Friday, January 11, 2019

James Williams' Not So Easy Ride

1950. Korea. An intrepid jeep driver and crew race their cargo under fire. Photo by PFC Hancock, U.S. Army.
Ward and Mary Williams of East Alton, Illinois may have struggled through the Great Depression, but they provided as best they could for their two sons.  In 1940, Ward drove a taxi, while Mary worked in a munitions plant.  They had enough resources to seek medical remedy for the younger of their two sons, James, who was born with a cleft lip.  Surgery improved the condition, but did not totally erase evidence of the ailment. James joined the Army as a teenager, and was counted among the first boatload of American soldiers sent from Japan to Korea upon the outbreak of hostilities there.  He arrived on July 4, 1950.

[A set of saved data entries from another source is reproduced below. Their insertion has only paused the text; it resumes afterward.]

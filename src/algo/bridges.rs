use tracing::{debug, debug_span};

use super::*;

/// An edge whose removal disconnects its endpoints
#[derive(Debug, Clone, Copy, PartialEq, Eq, PartialOrd, Ord, Hash)]
pub struct Bridge {
    /// Id the edge was assigned on insertion
    pub id: EdgeId,
    /// Endpoints of the edge, normalized such that `edge.0 <= edge.1`
    pub edge: Edge,
}

pub trait Bridges: GraphType<Dir = Undirected> {
    /// Returns all bridges of the graph sorted by edge id.
    ///
    /// Parallel edges are distinguished by their ids, so an edge that has a parallel copy is
    /// never a bridge. Loops are never bridges.
    ///
    /// # Examples
    /// ```
    /// use adjgraph::{prelude::*, algo::*};
    ///
    /// let mut g = AdjListUndir::from_edges(4, [(0, 1), (1, 2), (2, 0), (2, 3)]);
    /// assert_eq!(g.compute_bridges(), vec![Bridge { id: 3, edge: Edge(2, 3) }]);
    ///
    /// g.add_edge(3, 2);
    /// assert!(g.compute_bridges().is_empty());
    /// ```
    fn compute_bridges(&self) -> Vec<Bridge>;
}

impl<G> Bridges for G
where
    G: AdjacencyList + GraphType<Dir = Undirected>,
{
    fn compute_bridges(&self) -> Vec<Bridge> {
        let _span = debug_span!("compute_bridges", n = self.number_of_nodes()).entered();

        let mut bridges = BridgeSearch::new(self).compute();
        bridges.sort_unstable();

        debug!(bridges = bridges.len(), "bridges computed");
        bridges
    }
}

struct BridgeSearch<'a, G>
where
    G: AdjacencyList + GraphType<Dir = Undirected>,
{
    graph: &'a G,
    visited: NodeBitSet,
    nodes_info: Vec<NodeInfo>,
    time: NumNodes,
    bridges: Vec<Bridge>,
}

impl<'a, G> BridgeSearch<'a, G>
where
    G: AdjacencyList + GraphType<Dir = Undirected>,
{
    fn new(graph: &'a G) -> Self {
        let n = graph.number_of_nodes();
        Self {
            graph,
            visited: NodeBitSet::new(n),
            nodes_info: vec![NodeInfo::default(); n as usize],
            time: 0,
            bridges: Vec::new(),
        }
    }

    fn visit(&mut self, u: Node) {
        self.visited.set_bit(u);
        self.nodes_info[u as usize] = NodeInfo {
            discovery: self.time,
            low: self.time,
        };
        self.time += 1;
    }

    fn compute(mut self) -> Vec<Bridge> {
        let graph = self.graph;
        // (node, id of the tree edge entering it, remaining arcs)
        let mut stack = Vec::new();

        for root in graph.vertices_with_neighbors() {
            if self.visited.get_bit(root) {
                continue;
            }

            self.visit(root);
            stack.push((root, None, graph.arcs_of(root)));

            while let Some((u, entered_by, arcs)) = stack.last_mut() {
                let u = *u;

                if let Some(nb) = arcs.next() {
                    // only the tree edge itself is skipped, a parallel copy is a back edge
                    if Some(nb.edge) == *entered_by {
                        continue;
                    }

                    let v = nb.node;
                    if self.visited.get_bit(v) {
                        let v_disc = self.nodes_info[v as usize].discovery;
                        self.nodes_info[u as usize].update_low(v_disc);
                    } else {
                        self.visit(v);
                        stack.push((v, Some(nb.edge), graph.arcs_of(v)));
                    }
                    continue;
                }

                let Some((_, Some(id), _)) = stack.pop() else {
                    continue;
                };
                let Some((parent, _, _)) = stack.last() else {
                    continue;
                };
                let parent = *parent;

                let info_u = self.nodes_info[u as usize];
                self.nodes_info[parent as usize].update_low(info_u.low);

                if info_u.low > self.nodes_info[parent as usize].discovery {
                    self.bridges.push(Bridge {
                        id,
                        edge: Edge(parent, u).normalized(),
                    });
                }
            }
        }

        self.bridges
    }
}

#[derive(Clone, Copy, Default)]
struct NodeInfo {
    low: NumNodes,
    discovery: NumNodes,
}

impl NodeInfo {
    fn update_low(&mut self, value: NumNodes) {
        self.low = self.low.min(value);
    }
}

#[cfg(test)]
mod test {
    use itertools::Itertools;
    use rand::SeedableRng;
    use rand_pcg::Pcg64;

    use super::*;
    use crate::gens::*;

    fn bridge_edges<G: Bridges>(graph: &G) -> Vec<Edge> {
        graph.compute_bridges().into_iter().map(|b| b.edge).collect_vec()
    }

    #[test]
    fn bridges_in_path() {
        for n in [1, 5, 10, 15] {
            let mut graph = AdjListUndir::new(n);
            for u in 0..(n - 1) {
                graph.add_edge(u, u + 1);
            }

            let bridges = graph.compute_bridges();
            assert_eq!(
                bridges.iter().map(|b| b.id).collect_vec(),
                (0..n - 1).collect_vec()
            );
            assert_eq!(
                bridges.into_iter().map(|b| b.edge).collect_vec(),
                graph.ordered_edges(true)
            );
        }
    }

    #[test]
    fn bridge_in_example() {
        let mut graph = AdjMatrixUndir::new(6);
        graph.add_edges([(0, 1), (0, 2), (2, 1), (1, 3), (3, 4), (4, 5), (5, 3)]);

        assert_eq!(
            graph.compute_bridges(),
            vec![Bridge {
                id: 3,
                edge: Edge(1, 3)
            }]
        );
    }

    #[test]
    fn parallel_edges_are_not_bridges() {
        let mut graph = SparseAdjListUndir::new(4);
        graph.add_edges([(0, 1), (1, 2), (2, 3), (2, 1), (3, 3)]);
        assert_eq!(bridge_edges(&graph), vec![Edge(0, 1), Edge(2, 3)]);

        // the matrix stores a repeated edge once, so it stays a bridge
        let mut graph = AdjMatrixUndir::new(2);
        graph.add_edges([(0, 1), (1, 0)]);
        assert_eq!(bridge_edges(&graph), vec![Edge(0, 1)]);
    }

    #[test]
    fn removal_disconnects_endpoints() {
        let rng = &mut Pcg64::seed_from_u64(17);

        for _ in 0..30 {
            let graph: AdjListUndir = Gnp::new().nodes(30).prob(0.06).graph(rng);
            let bridges = graph.compute_bridges();

            for Edge(u, v) in graph.ordered_edges(true).into_iter().dedup() {
                let mut without = graph.clone();
                without.remove_edge(u, v);
                let disconnected = without.shortest_path(u, v).is_none();

                let is_bridge = bridges.iter().any(|b| b.edge == Edge(u, v));
                assert_eq!(is_bridge, disconnected, "edge {u} {v}");
            }
        }
    }
}
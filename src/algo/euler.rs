/*!
Eulerian trails via Hierholzer's algorithm.

Instead of deleting edges while walking, every node keeps a cursor into its adjacency and every
edge id is marked once used. The trail is built in post-order and reversed at the end.
*/

use itertools::Itertools;
use tracing::{debug, debug_span};

use super::*;

pub trait EulerianTrail: AdjacencyList + GraphEdgeOrder + GraphType + Sized {
    /// Returns a walk that uses every edge exactly once, or `None` if there is none.
    ///
    /// The trail is closed (first == last) if every node is balanced, i.e. has equal in- and
    /// out-degree (directed) or even degree (undirected, a loop counts twice). Otherwise it
    /// starts at the unique node with one more outgoing than incoming edge, or at the smaller
    /// of the two nodes of odd degree. A graph without edges has no trail.
    ///
    /// # Examples
    /// ```
    /// use adjgraph::{prelude::*, algo::*};
    ///
    /// let g = AdjList::from_edges(3, [(0, 1), (1, 2), (2, 0)]);
    /// assert_eq!(g.eulerian_trail(), Some(vec![0, 1, 2, 0]));
    ///
    /// let g = AdjListUndir::from_edges(4, [(0, 1), (1, 2), (1, 3)]);
    /// assert_eq!(g.eulerian_trail(), None);
    /// ```
    fn eulerian_trail(&self) -> Option<Vec<Node>> {
        let _span = debug_span!("eulerian_trail", n = self.number_of_nodes()).entered();

        if self.is_edgeless() {
            debug!("graph has no edges");
            return None;
        }

        let Some(start) = trail_start(self) else {
            debug!("degree condition violated");
            return None;
        };

        let mut cursors = self.vertices_range().map(|u| self.arcs_of(u)).collect_vec();
        let mut used = self.edge_bitset_unset();
        let mut stack = vec![start];
        let mut trail = Vec::with_capacity(self.number_of_edges() as usize + 1);

        while let Some(&u) = stack.last() {
            match cursors[u as usize].find(|nb| !used.get_bit(nb.edge)) {
                Some(nb) => {
                    used.set_bit(nb.edge);
                    stack.push(nb.node);
                }
                None => {
                    trail.push(u);
                    stack.pop();
                }
            }
        }

        // edges outside of the start's component were never reached
        if trail.len() != self.number_of_edges() as usize + 1 {
            debug!(used = trail.len() - 1, "edges are not connected");
            return None;
        }

        trail.reverse();
        debug!(len = trail.len(), "eulerian trail found");
        Some(trail)
    }
}

impl<G> EulerianTrail for G where G: AdjacencyList + GraphEdgeOrder + GraphType + Sized {}

/// Checks the degree condition and returns the node a trail has to start at
fn trail_start<G>(graph: &G) -> Option<Node>
where
    G: AdjacencyList + GraphType,
{
    let first_with_edges = graph.vertices_with_neighbors().next()?;

    if G::is_directed() {
        let mut in_degree = vec![0i64; graph.len()];
        for Edge(_, v) in graph.edges(false) {
            in_degree[v as usize] += 1;
        }

        let mut start = None;
        let mut num_sinks = 0;
        for u in graph.vertices() {
            match graph.degree_of(u) as i64 - in_degree[u as usize] {
                0 => {}
                1 if start.is_none() => start = Some(u),
                -1 if num_sinks == 0 => num_sinks += 1,
                _ => return None,
            }
        }

        if start.is_some() != (num_sinks == 1) {
            return None;
        }
        Some(start.unwrap_or(first_with_edges))
    } else {
        let odd = graph
            .vertices()
            .filter(|&u| {
                let degree: NumNodes = graph
                    .neighbors_of(u)
                    .map(|v| if v == u { 2 } else { 1 })
                    .sum();
                degree % 2 == 1
            })
            .collect_vec();

        match odd.as_slice() {
            [] => Some(first_with_edges),
            [u, _] => Some(*u),
            _ => None,
        }
    }
}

"You could tell he was self conscious about it," as Lacy Barnett, age 91, recalled James' cleft lip in a recent email.

Lacy and James Williams served together in the 34th Infantry Regiment's medical company. Curiously, there were then three young men named "Williams" in that company during July 1950. Lacy knew them all.

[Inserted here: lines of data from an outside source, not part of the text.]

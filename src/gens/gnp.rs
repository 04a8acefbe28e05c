use std::ops::RangeInclusive;

use crate::{gens::*, utils::*};

/// `G(n,p)` graphs generate every possible edge `(u, v)`, loops included, in a graph with `n`
/// nodes with probability `p` independent from each other.
///
/// Each generated edge carries [`DEFAULT_WEIGHT`] unless a weight range is set, in which case
/// its weight is drawn uniformly from the range.
///
/// # Examples
/// ```
/// use adjgraph::{prelude::*, gens::*};
/// use rand::SeedableRng;
/// use rand_pcg::Pcg64;
///
/// let rng = &mut Pcg64::seed_from_u64(1);
/// let g: AdjListUndir = Gnp::new().nodes(10).prob(1.0).weights(0..=1).graph(rng);
///
/// assert_eq!(g.number_of_edges(), 55);
/// assert!(g.weighted_edges(false).all(|e| e.2 <= 1));
/// ```
#[derive(Debug, Clone, Default)]
pub struct Gnp {
    n: NumNodes,
    p: Option<f64>,
    weights: Option<RangeInclusive<Weight>>,
}

impl Gnp {
    /// Creates a new empty `G(n,p)` generator
    pub fn new() -> Self {
        Self::default()
    }

    /// Updates `p` directly
    /// ** Panics if `p` is not in `[0, 1]` **
    pub fn prob(mut self, prob: f64) -> Self {
        assert!(prob.is_valid_probility());
        self.p = Some(prob);
        self
    }

    /// Draws edge weights uniformly from `weights`
    /// ** Panics if the range is empty or contains `Weight::MAX` **
    pub fn weights(mut self, weights: RangeInclusive<Weight>) -> Self {
        assert!(!weights.is_empty());
        assert!(*weights.end() < Weight::MAX, "Weight::MAX is not a valid weight");
        self.weights = Some(weights);
        self
    }
}

impl NumNodesGen for Gnp {
    /// Updates `n`
    fn nodes(mut self, n: NumNodes) -> Self {
        self.n = n;
        self
    }
}

impl GraphGenerator for Gnp {
    fn number_of_nodes(&self) -> NumNodes {
        self.n
    }

    fn stream<R>(&self, rng: &mut R) -> impl Iterator<Item = WeightedEdge>
    where
        R: Rng,
    {
        let Some(p) = self.p else {
            panic!("Probability of Gnp was not set!");
        };
        let n = self.n;
        let weights = self.weights.clone();

        (0..n)
            .flat_map(move |u| (0..n).map(move |v| Edge(u, v)))
            .filter_map(move |Edge(u, v)| {
                if !rng.random_bool(p) {
                    return None;
                }

                let weight = match &weights {
                    None => DEFAULT_WEIGHT,
                    Some(range) => rng.random_range(range.clone()),
                };
                Some(WeightedEdge(u, v, weight))
            })
    }
}

#[cfg(test)]
mod test {
    use itertools::Itertools;
    use rand::SeedableRng;
    use rand_pcg::Pcg64Mcg;

    use super::*;

    #[test]
    fn extreme_probabilities() {
        let rng = &mut Pcg64Mcg::seed_from_u64(2);

        assert_eq!(Gnp::new().nodes(20).prob(0.0).stream(rng).count(), 0);

        let all = Gnp::new().nodes(20).prob(1.0).generate(rng);
        assert_eq!(all.len(), 400);
        assert!(all.iter().all(|e| e.2 == DEFAULT_WEIGHT));

        let graph: AdjMatrix = Gnp::new().nodes(20).prob(1.0).graph(rng);
        assert_eq!(graph.number_of_edges(), 400);

        let graph: AdjMatrixUndir = Gnp::new().nodes(20).prob(1.0).graph(rng);
        assert_eq!(graph.number_of_edges(), 210);
    }

    #[test]
    fn weights_and_density() {
        let rng = &mut Pcg64Mcg::seed_from_u64(3);

        let edges = Gnp::new()
            .nodes(100)
            .prob(0.2)
            .weights(3..=5)
            .generate(rng);

        // 10000 possible edges, expect 2000
        assert!((1700..2300).contains(&edges.len()));
        assert!(edges.iter().all(|e| (3..=5).contains(&e.2)));
        assert_eq!(edges.iter().map(|e| e.2).unique().count(), 3);
        assert!(edges.iter().map(|e| e.edge()).all_unique());
    }

    #[test]
    fn seeded_streams_are_reproducible() {
        let generator = Gnp::new().nodes(30).prob(0.3).weights(0..=9);
        let a = generator.generate(&mut Pcg64Mcg::seed_from_u64(5));
        let b = generator.generate(&mut Pcg64Mcg::seed_from_u64(5));
        assert_eq!(a, b);
    }

    #[test]
    #[should_panic]
    fn invalid_probability() {
        let _ = Gnp::new().prob(1.5);
    }
}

The Army assigned the occupational specialty of "light truck driver" to Ward and Mary's boy. James was performing this vocation on July 20, 1950.  On that day, the 34th Infantry was trying to hold on to the city of Taejon just one more day as North Korean tanks and infantry bore down from the north. The 34th's third battalion held a tenuous line around the airfield just north of the city.  Outnumbered and surrounded, the battalion was preparing to withdraw, hoping to make it back to Taejon and eventual escape southward by rail.  But first, they had to break through the enemy encirclement. They had wounded to evacuate.

It was James C. Williams' job to drive a litter jeep - a vehicle that bore 2-3 stretchers each with a wounded soldier. The North Korean encirclement of the airfield was not complete, but it was effective enough. James and the wounded comrades he carried were killed at some point on the gauntlet to Taejon. James was not yet 20 years old.

All three of the medical company's Williams boys died that day during the North Koreans' advance on Taejon. Several survivors would later provide written statements that they returned the remains of James C. Williams to a collection point. However, July 20 was not a good day for the U.S. Army. The Americans' withdrawal turned into a panicked rout.  To put it mildly, the remains of James and many other soldiers were hastily abandoned. Nevertheless, James was officially listed as "missing in action." His name was added to one of the granite slabs in the Courts of the Missing at the National Memorial Cemetery of the Pacific in Honolulu.

That was pretty much the end of James' story until January 3, 2019, when the Defense POW/MIA Accounting Agency news release announced the positive identification of PFC James C. Williams. The boy with the cleft lip will be repatriated for burial at home. A rosette will be inscribed on the slab next to James' name in the Courts of the Missing - to indicate that he has been accounted for.